## Task
Run through the records and show each line that includes the string "interface".

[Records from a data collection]
▼

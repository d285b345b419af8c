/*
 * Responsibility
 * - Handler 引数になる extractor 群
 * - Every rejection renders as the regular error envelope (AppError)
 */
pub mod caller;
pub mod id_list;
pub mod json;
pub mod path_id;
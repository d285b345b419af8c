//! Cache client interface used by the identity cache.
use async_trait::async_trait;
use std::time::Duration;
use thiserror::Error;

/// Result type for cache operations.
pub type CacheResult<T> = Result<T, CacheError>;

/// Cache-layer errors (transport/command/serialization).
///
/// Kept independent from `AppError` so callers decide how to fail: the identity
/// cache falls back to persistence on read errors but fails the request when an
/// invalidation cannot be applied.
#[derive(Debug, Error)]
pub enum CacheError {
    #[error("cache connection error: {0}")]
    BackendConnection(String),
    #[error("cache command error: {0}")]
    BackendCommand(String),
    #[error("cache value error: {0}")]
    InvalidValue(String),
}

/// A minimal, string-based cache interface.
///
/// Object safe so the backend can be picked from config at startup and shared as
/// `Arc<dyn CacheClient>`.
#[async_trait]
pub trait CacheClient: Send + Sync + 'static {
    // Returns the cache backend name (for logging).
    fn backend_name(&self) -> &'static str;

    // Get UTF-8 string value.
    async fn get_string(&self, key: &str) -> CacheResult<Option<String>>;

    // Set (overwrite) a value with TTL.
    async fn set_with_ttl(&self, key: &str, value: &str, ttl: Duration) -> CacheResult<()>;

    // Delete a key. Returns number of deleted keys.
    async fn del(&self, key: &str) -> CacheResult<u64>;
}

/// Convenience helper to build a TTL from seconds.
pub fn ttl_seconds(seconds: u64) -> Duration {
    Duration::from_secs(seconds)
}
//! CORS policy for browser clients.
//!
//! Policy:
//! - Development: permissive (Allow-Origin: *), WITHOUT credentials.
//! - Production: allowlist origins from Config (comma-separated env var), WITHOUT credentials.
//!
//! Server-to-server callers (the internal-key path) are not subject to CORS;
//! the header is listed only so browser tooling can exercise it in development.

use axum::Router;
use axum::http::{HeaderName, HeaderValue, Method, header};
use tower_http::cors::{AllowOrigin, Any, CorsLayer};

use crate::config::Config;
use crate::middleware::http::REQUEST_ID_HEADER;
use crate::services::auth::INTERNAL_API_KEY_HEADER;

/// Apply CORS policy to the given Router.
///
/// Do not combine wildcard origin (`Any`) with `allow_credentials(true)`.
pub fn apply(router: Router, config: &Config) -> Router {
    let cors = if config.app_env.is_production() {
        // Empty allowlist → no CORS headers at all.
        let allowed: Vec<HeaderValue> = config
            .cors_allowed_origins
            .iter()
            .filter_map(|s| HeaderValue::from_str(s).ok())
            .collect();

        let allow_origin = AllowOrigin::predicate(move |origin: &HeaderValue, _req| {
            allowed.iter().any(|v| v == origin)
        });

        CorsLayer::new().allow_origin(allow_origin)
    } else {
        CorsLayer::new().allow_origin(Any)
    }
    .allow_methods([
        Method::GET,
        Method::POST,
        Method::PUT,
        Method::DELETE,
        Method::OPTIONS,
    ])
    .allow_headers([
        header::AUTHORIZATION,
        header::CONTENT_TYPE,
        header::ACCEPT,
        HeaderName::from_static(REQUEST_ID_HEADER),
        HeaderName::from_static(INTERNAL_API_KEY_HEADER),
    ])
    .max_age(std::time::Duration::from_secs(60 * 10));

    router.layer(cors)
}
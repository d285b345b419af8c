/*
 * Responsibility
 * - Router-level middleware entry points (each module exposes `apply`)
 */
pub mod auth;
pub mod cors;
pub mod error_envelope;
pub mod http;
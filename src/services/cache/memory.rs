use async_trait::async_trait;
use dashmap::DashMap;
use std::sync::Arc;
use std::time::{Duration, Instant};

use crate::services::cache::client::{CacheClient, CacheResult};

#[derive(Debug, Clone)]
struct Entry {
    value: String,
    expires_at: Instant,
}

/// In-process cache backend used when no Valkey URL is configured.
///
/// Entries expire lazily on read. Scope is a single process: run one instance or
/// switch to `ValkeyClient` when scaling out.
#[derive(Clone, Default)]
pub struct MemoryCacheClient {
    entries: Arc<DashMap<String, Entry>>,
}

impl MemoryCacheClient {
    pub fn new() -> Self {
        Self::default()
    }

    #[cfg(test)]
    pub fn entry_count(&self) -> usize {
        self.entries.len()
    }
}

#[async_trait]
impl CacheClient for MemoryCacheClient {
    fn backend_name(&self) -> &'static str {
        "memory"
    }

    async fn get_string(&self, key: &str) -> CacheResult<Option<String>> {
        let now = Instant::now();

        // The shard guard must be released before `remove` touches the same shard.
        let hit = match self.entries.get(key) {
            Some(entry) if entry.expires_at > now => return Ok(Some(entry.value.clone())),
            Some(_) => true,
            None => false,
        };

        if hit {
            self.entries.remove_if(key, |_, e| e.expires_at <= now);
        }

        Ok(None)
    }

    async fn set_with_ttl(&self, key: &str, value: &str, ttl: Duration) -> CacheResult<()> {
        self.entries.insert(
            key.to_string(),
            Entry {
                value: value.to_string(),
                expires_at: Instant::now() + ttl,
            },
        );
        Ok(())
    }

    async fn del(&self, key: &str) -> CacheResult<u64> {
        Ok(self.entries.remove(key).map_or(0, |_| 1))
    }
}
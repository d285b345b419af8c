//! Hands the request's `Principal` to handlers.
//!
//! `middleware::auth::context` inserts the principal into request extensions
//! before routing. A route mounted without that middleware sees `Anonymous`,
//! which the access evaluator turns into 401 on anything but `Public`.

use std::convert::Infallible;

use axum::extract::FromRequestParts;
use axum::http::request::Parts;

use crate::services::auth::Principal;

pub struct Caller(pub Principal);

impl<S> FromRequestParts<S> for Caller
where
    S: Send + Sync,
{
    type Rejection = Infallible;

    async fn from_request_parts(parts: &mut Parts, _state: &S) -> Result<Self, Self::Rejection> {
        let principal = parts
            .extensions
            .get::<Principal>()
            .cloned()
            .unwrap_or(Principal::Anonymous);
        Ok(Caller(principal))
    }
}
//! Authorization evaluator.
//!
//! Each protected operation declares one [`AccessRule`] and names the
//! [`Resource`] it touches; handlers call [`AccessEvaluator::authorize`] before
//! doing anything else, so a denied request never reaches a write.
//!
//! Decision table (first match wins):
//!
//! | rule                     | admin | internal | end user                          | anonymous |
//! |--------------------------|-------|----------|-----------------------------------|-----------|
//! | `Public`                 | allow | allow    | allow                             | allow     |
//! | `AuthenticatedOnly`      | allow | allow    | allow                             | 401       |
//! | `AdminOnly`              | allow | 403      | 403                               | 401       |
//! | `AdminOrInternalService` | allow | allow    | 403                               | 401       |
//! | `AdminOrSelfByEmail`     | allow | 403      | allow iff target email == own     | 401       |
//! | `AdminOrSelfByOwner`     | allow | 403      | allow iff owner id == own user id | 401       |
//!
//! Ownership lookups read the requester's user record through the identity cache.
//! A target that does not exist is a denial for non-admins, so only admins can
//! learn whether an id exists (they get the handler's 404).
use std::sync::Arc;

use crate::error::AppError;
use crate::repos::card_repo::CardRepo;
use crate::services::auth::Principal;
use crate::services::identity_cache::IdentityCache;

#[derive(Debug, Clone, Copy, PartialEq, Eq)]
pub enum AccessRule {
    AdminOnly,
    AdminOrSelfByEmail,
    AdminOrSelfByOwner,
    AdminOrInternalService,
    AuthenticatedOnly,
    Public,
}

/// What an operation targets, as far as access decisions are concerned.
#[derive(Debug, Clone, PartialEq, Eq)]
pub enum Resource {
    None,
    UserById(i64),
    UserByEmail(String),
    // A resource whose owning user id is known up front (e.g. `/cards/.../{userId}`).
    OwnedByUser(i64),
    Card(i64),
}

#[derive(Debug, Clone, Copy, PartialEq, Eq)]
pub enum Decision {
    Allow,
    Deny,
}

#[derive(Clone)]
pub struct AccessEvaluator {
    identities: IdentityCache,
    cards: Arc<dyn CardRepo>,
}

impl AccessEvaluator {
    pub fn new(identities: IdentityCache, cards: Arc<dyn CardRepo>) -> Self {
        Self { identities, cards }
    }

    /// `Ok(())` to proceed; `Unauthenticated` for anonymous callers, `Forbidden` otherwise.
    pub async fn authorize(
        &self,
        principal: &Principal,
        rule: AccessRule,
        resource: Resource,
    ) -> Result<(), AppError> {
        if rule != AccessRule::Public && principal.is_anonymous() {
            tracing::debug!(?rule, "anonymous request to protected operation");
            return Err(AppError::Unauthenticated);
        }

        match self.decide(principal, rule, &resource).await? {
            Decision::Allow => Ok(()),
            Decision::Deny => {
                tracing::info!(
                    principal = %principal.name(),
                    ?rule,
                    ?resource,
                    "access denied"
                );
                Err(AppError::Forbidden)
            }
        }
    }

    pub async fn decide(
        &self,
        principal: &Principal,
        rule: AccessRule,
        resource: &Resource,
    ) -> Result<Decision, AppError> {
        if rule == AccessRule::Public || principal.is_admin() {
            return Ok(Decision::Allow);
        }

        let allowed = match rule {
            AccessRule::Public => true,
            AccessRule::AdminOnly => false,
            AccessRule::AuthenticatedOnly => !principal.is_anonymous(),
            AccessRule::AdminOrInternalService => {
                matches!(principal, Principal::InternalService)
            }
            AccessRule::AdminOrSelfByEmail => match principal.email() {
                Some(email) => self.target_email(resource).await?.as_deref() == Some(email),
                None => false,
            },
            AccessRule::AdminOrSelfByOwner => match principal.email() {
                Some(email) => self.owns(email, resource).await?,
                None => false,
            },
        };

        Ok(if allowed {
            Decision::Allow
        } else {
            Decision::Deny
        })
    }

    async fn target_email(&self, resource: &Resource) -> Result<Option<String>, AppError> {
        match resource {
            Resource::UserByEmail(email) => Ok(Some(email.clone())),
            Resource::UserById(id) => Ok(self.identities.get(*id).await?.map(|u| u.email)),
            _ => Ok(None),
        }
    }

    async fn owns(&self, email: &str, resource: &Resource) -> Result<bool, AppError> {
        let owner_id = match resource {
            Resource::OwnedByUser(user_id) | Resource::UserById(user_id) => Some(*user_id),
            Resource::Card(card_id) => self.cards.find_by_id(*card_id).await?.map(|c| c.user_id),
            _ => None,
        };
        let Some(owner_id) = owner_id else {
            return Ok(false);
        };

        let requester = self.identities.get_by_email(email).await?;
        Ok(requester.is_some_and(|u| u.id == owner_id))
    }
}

▲
▼

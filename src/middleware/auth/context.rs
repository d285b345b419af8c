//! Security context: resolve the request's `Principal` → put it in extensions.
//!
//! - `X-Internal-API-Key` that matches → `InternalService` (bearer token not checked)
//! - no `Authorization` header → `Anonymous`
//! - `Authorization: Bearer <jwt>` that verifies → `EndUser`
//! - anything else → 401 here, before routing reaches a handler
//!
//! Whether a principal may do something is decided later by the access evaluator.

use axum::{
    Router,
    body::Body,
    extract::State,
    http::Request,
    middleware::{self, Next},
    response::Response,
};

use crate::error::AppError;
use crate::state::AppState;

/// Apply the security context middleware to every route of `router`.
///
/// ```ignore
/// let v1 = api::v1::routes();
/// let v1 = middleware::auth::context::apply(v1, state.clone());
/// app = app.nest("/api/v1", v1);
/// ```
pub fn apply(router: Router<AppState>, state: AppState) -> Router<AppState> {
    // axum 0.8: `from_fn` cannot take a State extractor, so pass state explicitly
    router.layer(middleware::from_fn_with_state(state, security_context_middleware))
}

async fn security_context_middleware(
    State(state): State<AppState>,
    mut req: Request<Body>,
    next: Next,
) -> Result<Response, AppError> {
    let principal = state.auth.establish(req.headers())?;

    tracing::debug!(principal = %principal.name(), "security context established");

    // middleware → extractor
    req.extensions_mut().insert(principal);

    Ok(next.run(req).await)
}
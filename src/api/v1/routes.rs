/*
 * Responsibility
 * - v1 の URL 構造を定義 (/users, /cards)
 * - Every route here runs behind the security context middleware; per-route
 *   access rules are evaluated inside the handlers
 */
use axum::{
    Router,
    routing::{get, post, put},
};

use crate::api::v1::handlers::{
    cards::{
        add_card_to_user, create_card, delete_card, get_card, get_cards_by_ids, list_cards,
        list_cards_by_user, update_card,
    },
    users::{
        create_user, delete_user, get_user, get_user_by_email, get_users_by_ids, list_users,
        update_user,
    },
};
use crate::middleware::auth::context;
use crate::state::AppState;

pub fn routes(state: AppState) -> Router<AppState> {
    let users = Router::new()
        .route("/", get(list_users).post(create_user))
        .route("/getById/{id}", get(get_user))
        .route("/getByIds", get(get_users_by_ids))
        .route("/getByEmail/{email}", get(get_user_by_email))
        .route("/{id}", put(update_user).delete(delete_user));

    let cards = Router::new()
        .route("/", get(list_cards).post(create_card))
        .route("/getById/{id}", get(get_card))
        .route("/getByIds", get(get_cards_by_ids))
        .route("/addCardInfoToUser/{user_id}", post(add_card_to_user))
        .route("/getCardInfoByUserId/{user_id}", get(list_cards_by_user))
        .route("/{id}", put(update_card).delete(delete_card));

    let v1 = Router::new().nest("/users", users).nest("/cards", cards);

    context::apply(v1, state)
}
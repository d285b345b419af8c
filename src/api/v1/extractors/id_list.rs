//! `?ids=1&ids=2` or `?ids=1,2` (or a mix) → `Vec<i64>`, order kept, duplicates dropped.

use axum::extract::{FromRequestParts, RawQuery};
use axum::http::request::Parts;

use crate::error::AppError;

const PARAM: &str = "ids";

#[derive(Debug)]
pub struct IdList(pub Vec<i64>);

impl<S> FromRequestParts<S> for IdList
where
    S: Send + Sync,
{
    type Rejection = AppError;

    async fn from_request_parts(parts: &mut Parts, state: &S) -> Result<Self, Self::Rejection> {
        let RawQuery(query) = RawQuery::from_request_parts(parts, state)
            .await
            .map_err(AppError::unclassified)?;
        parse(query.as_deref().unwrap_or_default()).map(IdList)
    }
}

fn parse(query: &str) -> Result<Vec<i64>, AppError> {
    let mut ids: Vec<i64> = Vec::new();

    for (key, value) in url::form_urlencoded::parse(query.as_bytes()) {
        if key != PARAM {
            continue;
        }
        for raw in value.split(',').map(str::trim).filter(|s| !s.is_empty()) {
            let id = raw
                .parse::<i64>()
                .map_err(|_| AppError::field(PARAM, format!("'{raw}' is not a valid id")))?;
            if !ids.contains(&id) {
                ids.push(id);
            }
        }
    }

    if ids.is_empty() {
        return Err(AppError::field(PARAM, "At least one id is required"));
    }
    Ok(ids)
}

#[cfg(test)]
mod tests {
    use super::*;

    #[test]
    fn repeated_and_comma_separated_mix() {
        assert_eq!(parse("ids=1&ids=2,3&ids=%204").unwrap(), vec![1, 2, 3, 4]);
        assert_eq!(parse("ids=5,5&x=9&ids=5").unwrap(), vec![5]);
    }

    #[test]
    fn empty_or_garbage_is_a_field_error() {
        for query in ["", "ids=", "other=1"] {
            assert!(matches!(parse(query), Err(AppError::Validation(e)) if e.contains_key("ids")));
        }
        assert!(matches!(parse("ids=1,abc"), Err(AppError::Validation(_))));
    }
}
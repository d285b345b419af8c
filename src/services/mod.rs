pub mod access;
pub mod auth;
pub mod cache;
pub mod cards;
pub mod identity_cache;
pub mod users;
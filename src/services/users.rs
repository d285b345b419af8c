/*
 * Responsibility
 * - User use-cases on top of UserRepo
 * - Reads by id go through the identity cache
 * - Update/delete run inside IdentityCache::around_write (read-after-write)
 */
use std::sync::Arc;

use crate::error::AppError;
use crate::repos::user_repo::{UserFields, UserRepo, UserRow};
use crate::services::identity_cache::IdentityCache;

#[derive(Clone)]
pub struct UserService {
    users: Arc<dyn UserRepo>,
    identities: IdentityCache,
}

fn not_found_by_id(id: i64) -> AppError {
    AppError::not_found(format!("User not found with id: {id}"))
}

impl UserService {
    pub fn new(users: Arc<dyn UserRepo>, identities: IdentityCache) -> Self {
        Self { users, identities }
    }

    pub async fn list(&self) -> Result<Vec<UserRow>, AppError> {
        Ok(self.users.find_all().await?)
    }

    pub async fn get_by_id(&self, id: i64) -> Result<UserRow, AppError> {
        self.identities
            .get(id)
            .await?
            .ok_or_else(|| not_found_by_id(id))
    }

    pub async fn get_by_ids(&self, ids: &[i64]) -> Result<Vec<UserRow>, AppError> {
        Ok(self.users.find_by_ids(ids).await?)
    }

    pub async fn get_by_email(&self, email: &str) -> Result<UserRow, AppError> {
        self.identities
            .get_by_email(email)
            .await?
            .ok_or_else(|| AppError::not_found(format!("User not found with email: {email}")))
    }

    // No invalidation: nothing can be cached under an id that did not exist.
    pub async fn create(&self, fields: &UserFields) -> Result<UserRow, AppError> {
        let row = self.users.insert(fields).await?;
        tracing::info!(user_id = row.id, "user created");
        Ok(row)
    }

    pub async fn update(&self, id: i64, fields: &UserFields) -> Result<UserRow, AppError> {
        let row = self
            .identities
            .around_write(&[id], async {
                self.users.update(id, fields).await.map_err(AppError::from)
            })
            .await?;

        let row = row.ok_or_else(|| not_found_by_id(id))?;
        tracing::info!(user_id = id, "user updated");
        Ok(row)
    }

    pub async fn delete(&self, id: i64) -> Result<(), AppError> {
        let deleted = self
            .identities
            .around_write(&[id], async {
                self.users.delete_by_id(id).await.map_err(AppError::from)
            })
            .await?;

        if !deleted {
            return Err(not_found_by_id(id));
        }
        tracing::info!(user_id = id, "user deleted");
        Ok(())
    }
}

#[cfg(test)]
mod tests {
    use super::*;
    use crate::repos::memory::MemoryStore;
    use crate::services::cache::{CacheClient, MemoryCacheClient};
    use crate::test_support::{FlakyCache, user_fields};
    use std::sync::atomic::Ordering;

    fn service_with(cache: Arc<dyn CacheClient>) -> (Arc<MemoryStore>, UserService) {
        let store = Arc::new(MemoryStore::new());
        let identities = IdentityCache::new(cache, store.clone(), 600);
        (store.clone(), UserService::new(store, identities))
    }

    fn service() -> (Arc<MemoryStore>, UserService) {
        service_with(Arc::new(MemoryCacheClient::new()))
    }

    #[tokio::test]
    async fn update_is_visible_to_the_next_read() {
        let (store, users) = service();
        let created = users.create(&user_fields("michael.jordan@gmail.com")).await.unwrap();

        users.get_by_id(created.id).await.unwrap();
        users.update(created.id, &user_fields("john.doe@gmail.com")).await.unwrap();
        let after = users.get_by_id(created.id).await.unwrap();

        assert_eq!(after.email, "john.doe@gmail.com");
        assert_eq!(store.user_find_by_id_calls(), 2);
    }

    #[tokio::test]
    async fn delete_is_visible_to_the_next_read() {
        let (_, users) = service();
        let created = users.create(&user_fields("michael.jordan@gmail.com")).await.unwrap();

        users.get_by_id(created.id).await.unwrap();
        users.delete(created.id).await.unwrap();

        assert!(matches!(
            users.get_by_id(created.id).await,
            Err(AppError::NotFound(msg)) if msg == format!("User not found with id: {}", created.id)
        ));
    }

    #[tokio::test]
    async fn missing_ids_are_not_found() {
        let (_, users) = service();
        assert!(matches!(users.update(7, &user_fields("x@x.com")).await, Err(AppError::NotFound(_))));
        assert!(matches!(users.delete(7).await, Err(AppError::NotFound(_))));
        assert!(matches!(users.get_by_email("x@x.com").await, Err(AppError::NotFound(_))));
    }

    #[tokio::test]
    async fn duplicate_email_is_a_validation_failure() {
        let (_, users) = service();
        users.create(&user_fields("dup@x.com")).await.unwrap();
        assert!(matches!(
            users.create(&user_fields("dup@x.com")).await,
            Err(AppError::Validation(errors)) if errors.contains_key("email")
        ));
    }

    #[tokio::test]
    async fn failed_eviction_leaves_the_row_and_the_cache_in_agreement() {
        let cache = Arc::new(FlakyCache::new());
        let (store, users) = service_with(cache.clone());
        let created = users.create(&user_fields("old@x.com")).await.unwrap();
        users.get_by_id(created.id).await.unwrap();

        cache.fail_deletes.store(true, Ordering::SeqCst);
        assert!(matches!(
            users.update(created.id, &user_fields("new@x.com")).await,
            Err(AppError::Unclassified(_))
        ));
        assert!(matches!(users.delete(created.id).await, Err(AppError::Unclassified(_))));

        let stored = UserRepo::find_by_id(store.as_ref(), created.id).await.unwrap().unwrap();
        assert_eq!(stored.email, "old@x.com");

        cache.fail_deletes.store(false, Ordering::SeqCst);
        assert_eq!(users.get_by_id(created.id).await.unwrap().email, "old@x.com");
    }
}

▲

## Answer section
//! Cache client interface used by the identity cache.
/// A minimal, string-based cache interface.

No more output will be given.